Hoff Posted November 6, 2003 Report Posted November 6, 2003 Dear Diary, These two guys ^^^ are so lame. Make the pain stop. Also, where the fuck is my snow? Tired and ornery, - Hoff
Guest The Old Me Posted November 6, 2003 Report Posted November 6, 2003 Diary, Tell Mr n00b ^^^ to go pleasure himself to thoughts of snow. I have a job interview today. Yay. Happy kindasorta, The New Me aka Pooh.
Guest Plushy Al Logan Posted November 6, 2003 Report Posted November 6, 2003 Dear New Me, You are stupid. Your rapping is stupid. And mother jokes don't offend me. Don't try so hard. Plushy Al Logan
Guest The Old Me Posted November 6, 2003 Report Posted November 6, 2003 Dear Diary, Please tell the fat camp reject to stop trying to be such an 80's retro fag/evil person/horror movie king and it makes people see that he is lame. Pooh
Guest Plushy Al Logan Posted November 6, 2003 Report Posted November 6, 2003 Dear New Me, I'am an 80's retro fag/evil person/horror movie jackass. You should meet me in real life to confirm this. Plushy Al Logan
Guest The Old Me Posted November 6, 2003 Report Posted November 6, 2003 AHEM..... Dear Diary, This is now Pooh's blog. The New Me is dead. Bitchass stole my honey. Fag. The REAL New Me, Pooh
Hoff Posted November 6, 2003 Report Posted November 6, 2003 DD, Wish the Pooh Me luck on the job interview that he in all likelihood already had. Belated, - Hoff
justsoyouknow Posted November 6, 2003 Report Posted November 6, 2003 You've gotta admit...."the pooh me" is kinda clever.

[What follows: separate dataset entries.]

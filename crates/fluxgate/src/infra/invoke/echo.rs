use async_trait::async_trait;
use bytes::Bytes;
use fluxgate_sdk::ServeError;
use http::{HeaderValue, StatusCode};
use serde_json::Value;

use crate::domain::{GatewayContext, Invoker};

/// Terminal invoker for `ECHO` endpoints: reflects the inbound request back
/// as JSON. Useful for wiring checks and demos; no backend involved.
pub struct EchoInvoker;

#[async_trait]
impl Invoker for EchoInvoker {
    async fn invoke(&self, ctx: &mut GatewayContext) -> Result<(), ServeError> {
        let request = ctx.request();
        let headers: serde_json::Map<String, Value> = request
            .request_headers()
            .iter()
            .filter_map(|(name, value)| {
                value
                    .to_str()
                    .ok()
                    .map(|v| (name.as_str().to_string(), Value::String(v.to_string())))
            })
            .collect();
        let attributes: serde_json::Map<String, Value> = ctx
            .attributes()
            .iter()
            .map(|(k, v)| (k.clone(), v.clone()))
            .collect();

        let reflection = serde_json::json!({
            "method": request.method(),
            "host": request.host(),
            "uri": request.request_uri(),
            "headers": headers,
            "attributes": attributes,
            "endpoint": ctx.endpoint().service_id(),
        });
        let body = serde_json::to_vec(&reflection).map_err(ServeError::internal)?;

        let response = ctx.response_mut();
        response.set_status(StatusCode::OK).set_body(Bytes::from(body));
        response.headers_mut().insert(
            http::header::CONTENT_TYPE,
            HeaderValue::from_static("application/json;charset=UTF-8"),
        );
        Ok(())
    }
}

#[cfg(test)]
mod tests {
    use std::sync::Arc;

    use fluxgate_sdk::Endpoint;

    use super::*;
    use crate::test_support::MockWebContext;

    #[tokio::test]
    async fn reflects_request_shape() {
        let endpoint: Endpoint = serde_json::from_value(serde_json::json!({
            "protocol": "ECHO",
            "upstreamUri": "echo",
            "upstreamMethod": "echo",
            "httpPattern": "/echo",
            "httpMethod": "GET"
        }))
        .unwrap();

        let mut ctx = GatewayContext::new();
        ctx.attach(
            "req-echo",
            Box::new(MockWebContext::new().with_header("x-caller", "test")),
            Arc::new(endpoint),
        );
        ctx.set_attribute("tenant", serde_json::json!("acme"));

        EchoInvoker.invoke(&mut ctx).await.unwrap();

        let body: Value = serde_json::from_slice(ctx.response().body()).unwrap();
        assert_eq!(body["method"], "GET");
        assert_eq!(body["headers"]["x-caller"], "test");
        assert_eq!(body["attributes"]["tenant"], "acme");
        assert_eq!(ctx.response().status(), StatusCode::OK);
    }
}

Guest Plushy Al Logan Posted November 6, 2003 Report Posted November 6, 2003 Dear Mr. Pooh, "Pooh Me" sounds like you have a shit fetish. And besides I stole your honey and ate it. Plushy Al Logan
justsoyouknow Posted November 6, 2003 Report Posted November 6, 2003 Dear Diary, Why is Mario so fascinated with the ass? It makes you wonder... Justsoyouknow
Guest Plushy Al Logan Posted November 6, 2003 Report Posted November 6, 2003 Dear justsoyouknow, Re: Your latest post! I don't know. I never did know. I never will know. Plushy Al Logan P.S. It's Plushy Al you morons!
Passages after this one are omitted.